Exercise prompt:
Within the entries below, count the lines that hold the string "MissingRelationships" and give only that number.

(Input Opens)

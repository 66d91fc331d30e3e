use std::collections::HashSet;
use std::fmt;

use proc_macro2::{Ident, Span, TokenStream, TokenTree};
use quote::{quote, ToTokens};
use syn::spanned::Spanned;

#[derive(Debug, thiserror::Error)]
pub enum Error {
	#[error(transparent)]
	Parse(#[from] syn::parse::Error),

	#[error("`Resource` can only be derived on structs")]
	Unsupported(Span),

	#[error("resource type name must not be blank")]
	BlankType(Span),

	#[error("the `{0}` member is declared more than once")]
	DuplicateMember(Role, Span),

	#[error("relationship `{0}` is declared more than once")]
	DuplicateRelationship(String, Span),

	#[error("relationship members require a `#[jsonapi(relationships)]` member")]
	MissingRelationships(Span),

	#[error("JSON:API members are not attributes and must be `#[serde(skip)]`")]
	NotSkipped(Span),
}

impl Error {
	pub fn span(&self) -> Span {
		match self {
			Self::Parse(e) => e.span(),
			Self::Unsupported(span) => *span,
			Self::BlankType(span) => *span,
			Self::DuplicateMember(_, span) => *span,
			Self::DuplicateRelationship(_, span) => *span,
			Self::MissingRelationships(span) => *span,
			Self::NotSkipped(span) => *span,
		}
	}
}

#[derive(Debug, Clone, Copy, PartialEq, Eq, Hash)]
pub enum Role {
	Type,
	Id,
	Lid,
	Relationships,
	Links,
	Meta,
}

impl Role {
	fn from_ident(ident: &Ident) -> Option<Self> {
		if ident == "type" {
			Some(Self::Type)
		} else if ident == "id" {
			Some(Self::Id)
		} else if ident == "lid" {
			Some(Self::Lid)
		} else if ident == "relationships" {
			Some(Self::Relationships)
		} else if ident == "links" {
			Some(Self::Links)
		} else if ident == "meta" {
			Some(Self::Meta)
		} else {
			None
		}
	}
}

impl fmt::Display for Role {
	fn fmt(&self, f: &mut fmt::Formatter) -> fmt::Result {
		match self {
			Self::Type => write!(f, "type"),
			Self::Id => write!(f, "id"),
			Self::Lid => write!(f, "lid"),
			Self::Relationships => write!(f, "relationships"),
			Self::Links => write!(f, "links"),
			Self::Meta => write!(f, "meta"),
		}
	}
}

#[derive(Clone, Copy)]
enum Cardinality {
	ToOne,
	ToMany,
}

enum FieldRole {
	Member(Role),
	Relationship(Cardinality, Option<syn::LitStr>),
}

/// `self.field` or `self.0`.
pub enum FieldAccess<'a> {
	Ident(&'a Ident),
	Index(syn::Index),
}

impl<'a> FieldAccess<'a> {
	pub fn new(f: &'a syn::Field, i: usize) -> Self {
		match &f.ident {
			Some(ident) => Self::Ident(ident),
			None => Self::Index(syn::Index {
				index: i as u32,
				span: f.span(),
			}),
		}
	}

	fn name(&self) -> String {
		match self {
			Self::Ident(ident) => ident.to_string(),
			Self::Index(i) => i.index.to_string(),
		}
	}
}

impl<'a> ToTokens for FieldAccess<'a> {
	fn to_tokens(&self, tokens: &mut TokenStream) {
		match self {
			Self::Ident(i) => tokens.extend(quote! {
				self.#i
			}),
			Self::Index(i) => tokens.extend(quote! {
				self.#i
			}),
		}
	}
}

struct Relationship<'a> {
	name: String,
	access: FieldAccess<'a>,
	ty: &'a syn::Type,
	cardinality: Cardinality,
}

fn extend_generics(generics: &syn::Generics) -> syn::Generics {
	let mut result = generics.clone();

	let bounds: Vec<syn::WherePredicate> = generics
		.type_params()
		.map(|p| {
			let ident = &p.ident;
			syn::parse_quote!(#ident: ::std::marker::Send + ::std::marker::Sync + 'static)
		})
		.collect();

	result.make_where_clause().predicates.extend(bounds);
	result
}

pub fn resource(input: syn::DeriveInput) -> Result<TokenStream, Error> {
	let type_name = parse_container_attributes(&input.attrs)?;
	let ident = &input.ident;

	let fields = match &input.data {
		syn::Data::Struct(s) => &s.fields,
		_ => return Err(Error::Unsupported(input.ident.span())),
	};

	let mut members = Vec::new();
	let mut roles = HashSet::new();
	let mut relationships: Vec<Relationship> = Vec::new();

	for (i, f) in fields.iter().enumerate() {
		let Some((role, span)) = parse_field_attributes(&f.attrs)? else {
			continue;
		};

		if !is_serde_skipped(&f.attrs) {
			return Err(Error::NotSkipped(f.span()));
		}

		let access = FieldAccess::new(f, i);

		match role {
			FieldRole::Member(role) => {
				if !roles.insert(role) {
					return Err(Error::DuplicateMember(role, span));
				}

				members.push(member_accessors(role, &access, &f.ty));
			}
			FieldRole::Relationship(cardinality, name) => {
				let name = match name {
					Some(name) => name.value(),
					None => access.name(),
				};

				if relationships.iter().any(|r| r.name == name) {
					return Err(Error::DuplicateRelationship(name, span));
				}

				relationships.push(Relationship {
					name,
					access,
					ty: &f.ty,
					cardinality,
				})
			}
		}
	}

	if !relationships.is_empty() && !roles.contains(&Role::Relationships) {
		return Err(Error::MissingRelationships(input.ident.span()));
	}

	let declared_type = match &type_name {
		Some(name) => quote!(::std::option::Option::Some(#name)),
		None => quote!(::std::option::Option::None),
	};

	let linkage = relationship_accessors(&relationships);

	let generics = extend_generics(&input.generics);
	let (impl_generics, _, where_clause) = generics.split_for_impl();
	let (_, type_generics, _) = input.generics.split_for_impl();

	Ok(quote! {
		impl #impl_generics ::jsonapi::Resource for #ident #type_generics #where_clause {
			fn declared_type() -> ::std::option::Option<&'static str> {
				#declared_type
			}

			fn class_type(&self) -> ::std::option::Option<&'static str> {
				#declared_type
			}

			#(#members)*

			#linkage
		}
	})
}

fn member_accessors(role: Role, access: &FieldAccess, ty: &syn::Type) -> TokenStream {
	let string = quote!(::std::string::String);
	let option = quote!(::std::option::Option);

	let string_member = |getter: Ident, setter: Ident| {
		quote! {
			fn #getter(&self) -> #option<&str> {
				<#ty as ::jsonapi::OptionalMember<#string>>::get(&#access).map(#string::as_str)
			}

			fn #setter(&mut self, value: #string) {
				<#ty as ::jsonapi::OptionalMember<#string>>::set(&mut #access, #option::Some(value))
			}
		}
	};

	match role {
		Role::Type => string_member(
			Ident::new("type_member", Span::call_site()),
			Ident::new("set_type_member", Span::call_site()),
		),
		Role::Id => string_member(
			Ident::new("id_member", Span::call_site()),
			Ident::new("set_id_member", Span::call_site()),
		),
		Role::Lid => string_member(
			Ident::new("lid_member", Span::call_site()),
			Ident::new("set_lid_member", Span::call_site()),
		),
		Role::Relationships => quote! {
			fn relationships_member(&self) -> #option<&::jsonapi::Relationships> {
				<#ty as ::jsonapi::OptionalMember<::jsonapi::Relationships>>::get(&#access)
			}

			fn set_relationships_member(&mut self, value: #option<::jsonapi::Relationships>) {
				<#ty as ::jsonapi::OptionalMember<::jsonapi::Relationships>>::set(&mut #access, value)
			}
		},
		Role::Links => quote! {
			fn links_member(&self) -> #option<&::jsonapi::Links> {
				<#ty as ::jsonapi::OptionalMember<::jsonapi::Links>>::get(&#access)
			}

			fn set_links_member(&mut self, value: ::jsonapi::Links) {
				<#ty as ::jsonapi::OptionalMember<::jsonapi::Links>>::set(&mut #access, #option::Some(value))
			}
		},
		Role::Meta => quote! {
			fn meta_member(&self) -> #option<&::jsonapi::Meta> {
				<#ty as ::jsonapi::OptionalMember<::jsonapi::Meta>>::get(&#access)
			}

			fn set_meta_member(&mut self, value: ::jsonapi::Meta) {
				<#ty as ::jsonapi::OptionalMember<::jsonapi::Meta>>::set(&mut #access, #option::Some(value))
			}
		},
	}
}

fn relationship_accessors(relationships: &[Relationship]) -> TokenStream {
	if relationships.is_empty() {
		return TokenStream::new();
	}

	let fields = relationships.iter().map(|r| {
		let name = &r.name;
		let member = r.access.name();
		let cardinality = match r.cardinality {
			Cardinality::ToOne => quote!(::jsonapi::Cardinality::ToOne),
			Cardinality::ToMany => quote!(::jsonapi::Cardinality::ToMany),
		};

		quote! {
			::jsonapi::RelationshipField {
				name: #name,
				member: #member,
				cardinality: #cardinality,
			}
		}
	});

	let mut linkage = TokenStream::new();
	let mut take = TokenStream::new();
	let mut assign = TokenStream::new();

	for (i, r) in relationships.iter().enumerate() {
		let access = &r.access;
		let ty = r.ty;

		match r.cardinality {
			Cardinality::ToOne => {
				linkage.extend(quote! {
					#i => ::jsonapi::Linkage::from_one(<#ty as ::jsonapi::ToOneMember>::linkage(&#access)),
				});
				take.extend(quote! {
					#i => ::jsonapi::Linkage::from_one(<#ty as ::jsonapi::ToOneMember>::take(&mut #access)),
				});
				assign.extend(quote! {
					#i => ::jsonapi::member::assign_one(&mut #access, linkage),
				});
			}
			Cardinality::ToMany => {
				linkage.extend(quote! {
					#i => ::jsonapi::Linkage::from_many(<#ty as ::jsonapi::ToManyMember>::linkage(&#access)),
				});
				take.extend(quote! {
					#i => ::jsonapi::Linkage::from_many(<#ty as ::jsonapi::ToManyMember>::take(&mut #access)),
				});
				assign.extend(quote! {
					#i => ::jsonapi::member::assign_many(&mut #access, linkage),
				});
			}
		}
	}

	quote! {
		fn relationship_fields(&self) -> &'static [::jsonapi::RelationshipField] {
			const FIELDS: &[::jsonapi::RelationshipField] = &[#(#fields),*];
			FIELDS
		}

		fn linkage(&self, index: usize) -> ::jsonapi::Linkage {
			match index {
				#linkage
				_ => ::jsonapi::Linkage::Empty,
			}
		}

		fn take_linkage(&mut self, index: usize) -> ::jsonapi::Linkage {
			match index {
				#take
				_ => ::jsonapi::Linkage::Empty,
			}
		}

		fn assign_linkage(
			&mut self,
			index: usize,
			linkage: ::jsonapi::Linkage,
		) -> ::std::result::Result<(), ::jsonapi::Mismatch> {
			match index {
				#assign
				_ => ::std::result::Result::Ok(()),
			}
		}
	}
}

fn parse_container_attributes(attributes: &[syn::Attribute]) -> Result<Option<syn::LitStr>, Error> {
	let mut type_name: Option<syn::LitStr> = None;

	for attr in attributes {
		if attr.path().is_ident("jsonapi") {
			attr.parse_nested_meta(|meta| {
				if meta.path.is_ident("type") {
					type_name = Some(meta.value()?.parse()?);
					Ok(())
				} else {
					Err(meta.error("unknown `jsonapi` attribute"))
				}
			})?;
		}
	}

	if let Some(name) = &type_name {
		if name.value().trim().is_empty() {
			return Err(Error::BlankType(name.span()));
		}
	}

	Ok(type_name)
}

fn parse_field_attributes(attributes: &[syn::Attribute]) -> Result<Option<(FieldRole, Span)>, Error> {
	let mut result: Option<(FieldRole, Span)> = None;

	for attr in attributes {
		if attr.path().is_ident("jsonapi") {
			attr.parse_nested_meta(|meta| {
				if result.is_some() {
					return Err(meta.error("a field holds at most one JSON:API member"));
				}

				let span = meta.path.span();
				let Some(ident) = meta.path.get_ident() else {
					return Err(meta.error("unknown `jsonapi` attribute"));
				};

				let role = if ident == "to_one" || ident == "to_many" {
					let cardinality = if ident == "to_one" {
						Cardinality::ToOne
					} else {
						Cardinality::ToMany
					};

					let name = if meta.input.peek(syn::Token![=]) {
						Some(meta.value()?.parse::<syn::LitStr>()?)
					} else {
						None
					};

					FieldRole::Relationship(cardinality, name)
				} else {
					match Role::from_ident(ident) {
						Some(role) => FieldRole::Member(role),
						None => return Err(meta.error("unknown `jsonapi` attribute")),
					}
				};

				result = Some((role, span));
				Ok(())
			})?;
		}
	}

	Ok(result)
}

/// Checks for a `#[serde(skip)]` attribute.
fn is_serde_skipped(attributes: &[syn::Attribute]) -> bool {
	attributes.iter().any(|attr| {
		attr.path().is_ident("serde")
			&& match &attr.meta {
				syn::Meta::List(list) => list
					.tokens
					.clone()
					.into_iter()
					.any(|t| matches!(t, TokenTree::Ident(id) if id == "skip")),
				_ => false,
			}
	})
}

(Input Closes)

Response below:
3